Le vieil écrivain a pris une gorgée de thé, lentement: "Tu trouves ça illogique, mais la vie ne fonctionne pas selon la logique du public. Une équipe de football n'est pas seulement un résultat affiché sur le tableau électronique. C'est aussi une bataille de pouvoir, d'ego et de relations complexes que personne ne voit.
Dans le football moderne, être compétent n'est pas suffisant, mais cela doit correspondre à la vision du payeur. Lorsque deux grands egos sont côte à côte, il y aura tôt ou tard un choc. La question n'est pas qui a raison, mais qui accepte de céder ».
Il n'a toujours pas accepté: "Le problème est que le patron perd patience, tout le monde qui atteint le sommet recule, mais s'il recule pendant quelques matchs, alors qu'est-ce que ça, qui sait, après la pluie, le ciel s'éclaircira". L'écrivain a souri doucement: "Les gens changent d'entraîneur parfois non pas parce qu'ils sont actuellement mauvais pendant quelques matchs, mais parce qu'ils ont peur de l'avenir.
Ils voient des signes d'un cycle sur le point de s'épuiser, un style de jeu, une tendance tactique qui a été décrit par l'adversaire. Dans la peinture aussi, un style s'il ne change pas au bon moment, l'effondrement n'est qu'une question de temps".
Mais si je perds sans cesse, c'est trop misérable", a-t-il rétorqué. Le vieil écrivain a lentement dit: "Le changement a toujours un retard. Comme si je passais de la peinture à l'huile à l'acrylique, le premier tableau sera certainement pire que ce que j'ai fait auparavant. Mais si j'ai assez de patience, qui sait, cela ouvrira peut-être une nouvelle période brillante. Ils acceptent de perdre quelques matchs pour échanger contre un autre avenir, ou simplement ils ne supportent pas que quelqu'un soit trop remarquable, ce qui éclipse leur propre position dans le système de gestion de l'équipe".

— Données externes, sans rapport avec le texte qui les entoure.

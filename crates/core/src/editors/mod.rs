//! Section editors.
//!
//! An editor is built from a borrow of the one slice it owns and turns an operator action into
//! a typed change for that slice. It never sees the rest of the record and never mutates
//! anything: the caller hands the change to
//! [`EncounterSession::apply_change`](crate::EncounterSession::apply_change).
//!
//! Collection edits compute the complete new list (append, filter by id, map by id) so the
//! session can replace the list wholesale. Entries are matched by `id` only.

mod diagnosis;
mod examination;
mod follow_up;
mod history;
mod investigations;
mod orders;

pub use diagnosis::{DiagnosisDraft, DiagnosisEditor};
pub use examination::ExaminationEditor;
pub use follow_up::{EmergencyContactDraft, FollowUpEditor};
pub use history::HistoryEditor;
pub use investigations::{InvestigationDraft, InvestigationsEditor, ResultDraft};
pub use orders::{InvestigationOrderDraft, MedicationDraft, OrdersEditor};

use crate::error::{EditorError, EditorResult};
use crate::record::diagnosis::Diagnosis;
use crate::record::follow_up::EmergencyContact;
use crate::record::history::FamilyMember;
use crate::record::investigations::Investigation;
use crate::record::orders::{InvestigationOrder, MedicationOrder};
use crate::record::SectionId;
use chrono::{DateTime, Utc};
use hims_uuid::EntityId;

/// Who made an edit and when. Stamped onto audited entities such as diagnoses.
#[derive(Clone, Debug, PartialEq, Eq)]
pub struct AuditStamp {
    pub by: String,
    pub at: DateTime<Utc>,
}

impl AuditStamp {
    pub fn now(by: impl Into<String>) -> Self {
        Self {
            by: by.into(),
            at: Utc::now(),
        }
    }
}

trait Identified {
    fn entity_id(&self) -> EntityId;
}

macro_rules! identified {
    ($($ty:ty),* $(,)?) => {
        $(impl Identified for $ty {
            fn entity_id(&self) -> EntityId {
                self.id
            }
        })*
    };
}

identified!(
    Diagnosis,
    EmergencyContact,
    FamilyMember,
    Investigation,
    InvestigationOrder,
    MedicationOrder,
);

/// The list with the entry `id` removed.
fn without<T: Identified + Clone>(
    items: &[T],
    id: EntityId,
    section: SectionId,
) -> EditorResult<Vec<T>> {
    if !items.iter().any(|item| item.entity_id() == id) {
        return Err(EditorError::UnknownId { section, id });
    }
    Ok(items
        .iter()
        .filter(|item| item.entity_id() != id)
        .cloned()
        .collect())
}

/// The list with the entry `id` passed through `update`.
fn with_updated<T: Identified + Clone>(
    items: &[T],
    id: EntityId,
    section: SectionId,
    update: impl FnOnce(T) -> EditorResult<T>,
) -> EditorResult<Vec<T>> {
    let index = items
        .iter()
        .position(|item| item.entity_id() == id)
        .ok_or(EditorError::UnknownId { section, id })?;

    let mut next = items.to_vec();
    next[index] = update(items[index].clone())?;
    Ok(next)
}
use crate::error::{EditorError, EditorResult};
use crate::record::examination::{ExaminationChange, ExaminationSlice, VitalSigns};

const TEMPERATURE_RANGE: (f64, f64) = (25.0, 45.0);
const WEIGHT_RANGE: (f64, f64) = (0.2, 500.0);
const HEIGHT_RANGE: (f64, f64) = (20.0, 280.0);

pub struct ExaminationEditor<'a> {
    slice: &'a ExaminationSlice,
}

impl<'a> ExaminationEditor<'a> {
    pub fn new(slice: &'a ExaminationSlice) -> Self {
        Self { slice }
    }

    /// Replaces the vital signs whole. BMI is recomputed; any supplied value is ignored.
    pub fn set_vital_signs(&self, vitals: VitalSigns) -> EditorResult<ExaminationChange> {
        check_vitals(&vitals)?;
        Ok(ExaminationChange::VitalSigns(Some(vitals.with_derived_bmi())))
    }

    /// Edits some vital signs, keeping every field `edit` does not touch.
    pub fn update_vital_signs(
        &self,
        edit: impl FnOnce(&mut VitalSigns),
    ) -> EditorResult<ExaminationChange> {
        let mut vitals = self.slice.vital_signs.clone().unwrap_or_default();
        edit(&mut vitals);
        self.set_vital_signs(vitals)
    }

    pub fn set_weight(&self, kg: Option<f64>) -> EditorResult<ExaminationChange> {
        self.update_vital_signs(|vitals| vitals.weight = kg)
    }

    pub fn set_height(&self, cm: Option<f64>) -> EditorResult<ExaminationChange> {
        self.update_vital_signs(|vitals| vitals.height = cm)
    }

    pub fn clear_vital_signs(&self) -> ExaminationChange {
        ExaminationChange::VitalSigns(None)
    }

    pub fn set_general(&self, text: impl Into<String>) -> ExaminationChange {
        ExaminationChange::General(text.into())
    }

    pub fn set_systemic(&self, text: impl Into<String>) -> ExaminationChange {
        ExaminationChange::Systemic(text.into())
    }

    pub fn set_neurological(&self, text: impl Into<String>) -> ExaminationChange {
        ExaminationChange::Neurological(text.into())
    }
}

fn check_range(field: &'static str, value: Option<f64>, (low, high): (f64, f64)) -> EditorResult<()> {
    match value {
        Some(v) if !(low..=high).contains(&v) => Err(EditorError::OutOfRange { field, value: v }),
        _ => Ok(()),
    }
}

fn check_vitals(vitals: &VitalSigns) -> EditorResult<()> {
    check_range("temperature", vitals.temperature, TEMPERATURE_RANGE)?;
    check_range("weight", vitals.weight, WEIGHT_RANGE)?;
    check_range("height", vitals.height, HEIGHT_RANGE)?;
    if let Some(spo2) = vitals.oxygen_saturation.filter(|v| *v > 100) {
        return Err(EditorError::OutOfRange {
            field: "oxygenSaturation",
            value: f64::from(spo2),
        });
    }
    if let Some(bp) = vitals.blood_pressure.filter(|bp| bp.diastolic > bp.systolic) {
        return Err(EditorError::OutOfRange {
            field: "bloodPressure.diastolic",
            value: f64::from(bp.diastolic),
        });
    }
    Ok(())
}

#[cfg(test)]
mod tests {
    use super::*;
    use crate::record::examination::BloodPressure;

    #[test]
    fn set_vital_signs_derives_bmi() {
        let slice = ExaminationSlice::default();
        let change = ExaminationEditor::new(&slice)
            .set_vital_signs(VitalSigns {
                weight: Some(70.0),
                height: Some(175.0),
                bmi: Some(10.0),
                ..VitalSigns::default()
            })
            .unwrap();
        let vitals = match change {
            ExaminationChange::VitalSigns(Some(vitals)) => vitals,
            other => panic!("unexpected change: {other:?}"),
        };
        assert_eq!(vitals.bmi, Some(22.9));
    }

    #[test]
    fn single_field_update_spreads_prior_values() {
        let slice = ExaminationSlice {
            vital_signs: Some(VitalSigns {
                temperature: Some(37.0),
                heart_rate: Some(80),
                height: Some(160.0),
                ..VitalSigns::default()
            }),
            ..ExaminationSlice::default()
        };
        let next = slice
            .clone()
            .with_change(ExaminationEditor::new(&slice).set_weight(Some(64.0)).unwrap());

        let vitals = next.vital_signs.unwrap();
        assert_eq!(vitals.temperature, Some(37.0));
        assert_eq!(vitals.heart_rate, Some(80));
        assert_eq!(vitals.weight, Some(64.0));
        assert_eq!(vitals.bmi, Some(25.0));
    }

    #[test]
    fn implausible_values_are_rejected() {
        let slice = ExaminationSlice::default();
        let editor = ExaminationEditor::new(&slice);

        assert!(matches!(
            editor.update_vital_signs(|v| v.temperature = Some(52.0)),
            Err(EditorError::OutOfRange { field: "temperature", .. })
        ));
        assert!(matches!(
            editor.update_vital_signs(|v| v.oxygen_saturation = Some(101)),
            Err(EditorError::OutOfRange { field: "oxygenSaturation", .. })
        ));
        assert!(matches!(
            editor.update_vital_signs(|v| {
                v.blood_pressure = Some(BloodPressure {
                    systolic: 80,
                    diastolic: 120,
                })
            }),
            Err(EditorError::OutOfRange { .. })
        ));
        assert!(matches!(
            editor.set_height(Some(f64::NAN)),
            Err(EditorError::OutOfRange { field: "height", .. })
        ));
    }
}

Le jeune peintre a demandé: "Alors, au final, ils ont changé de personne à cause de conflits, à cause du cycle terminé, ou à cause de la peur ?" Le vieil écrivain a souri profondément: "Dans la vie, il est rare qu'il n'y ait qu'une seule raison. Souvent, beaucoup de choses sont additionnées, un peu de peur, un peu d'ambition et même l'illusion que l'on peut contrôler complètement l'avenir".
Il a hoché la tête: "Ça ressemble à jeter un beau tableau juste parce qu'on a peur qu'il ne devienne moche". Le vieil écrivain a regardé profondément dans ses yeux: "Et c'est aussi comme essayer de garder un tableau qui était à bout de souffle, juste parce qu'il était autrefois beau".